In the current digital age, where technology is widely accessible and various digital image editing programs allow for infinite forms of visual manipulation, the reconfiguration of images is widespread. It is possible to produce a myriad of special effects such as blasting, blurring, pixelating and other forms of distortion which new abstract painting often attempts to interpret or mimic, resulting in superficially seductive, ‘re-modernised’ imagery. However, these works lack some of the intangible qualities which lie at the heart of real painting. Peter Eastman’s paintings retain a painterly quality where the sensitivity, brushstroke, touch and feel of the artist are inherent to the work, thereby transcending the intriguing technical innovations which are in themselves original and distinct.

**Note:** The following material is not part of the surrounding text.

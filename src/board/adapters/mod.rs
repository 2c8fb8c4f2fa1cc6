//! Adapters connecting the task board core to its surroundings.

pub mod view;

Deep Chine contains a variety of works ranging from large-scale, dark interiors to metallic chrome works, signature silhouettes and the new atmospheric, contemplative and ambient forestscapes – from which the exhibition takes its title. A ‘chine’ is a steep sided river valley, through which a river flows to the sea, softly eroding cliffs of sandstone. It is in a constant state of change due to erosion from landslides, as the walls of the chine, being steep and made of sandstone are naturally unstable. Deep Chine is also the name of Eastman’s family farm (belonging to his late grandfather), which he has visited every year since his childhood and, contrary to the implications of its name, represents a constant for the artist who has lived in different parts of the country and abroad.

In an era when environmental concerns have become increasingly important in contemporary artistic discourse, many artists have inadvertently or intentionally conveyed a strong spiritual connection (in a non-romantic, post-utopian sense) to nature through their work, for example Joseph Beuys, Hiroshi Sugimoto, Anselm Kiefer, David Hockney and Peter Doig, to name a few. The idea of retreating to the forest to find inspiration may be dismissed by the more cynical types, especially at a time where such experiences are extremely rare, however, when confronted by the simplicity, lightness, delicacy and strength of Eastman’s new paintings, the viewer is transported to a place of meditative immersion, where the opportunity arises for an experience which is profound and in some way akin to that of the artist:

“All of the river paintings in the show are based on photographs I have taken in the river of this steep forested valley. In preparing for the show, I spent some time alone at the cabin on Deep Chine, the cabin being in a small overgrown clearing without electricity or piped water, so it already feels remote to be there. The forest and the river has always held an attraction for me, the strange feelings, sometimes slightly ominous when I would go into the deep parts of the valley. I had had dreams while I was there; where I woke up in the night with a feeling of panic that I would not come out of the forest, as if somewhere in the act of being deep in the forest, I would lose memory and identity while walking down the river and not be able to ever come back. In the morning I walked down to the river. As I descended to the valley floor, about a 20 minute walk, I slipped into the feelings of the dream. These feelings would come and go in more or less intensity as I walked down the river knee deep in the water taking photographs. For a forest that is full of life, the walk in the river was absolutely quiet, apart from the sound of myself moving slowly through the water. The atmosphere felt calm and also of unease. The reflected light felt something like electric impulses in the wet forest. It is these various feelings of calm and unease and of dissociation that I have tried to convey in the paintings. It has something of a river Styx type of feeling to it, but also just a beautiful and strange place.”

The exhibition will run until 21 June 2014.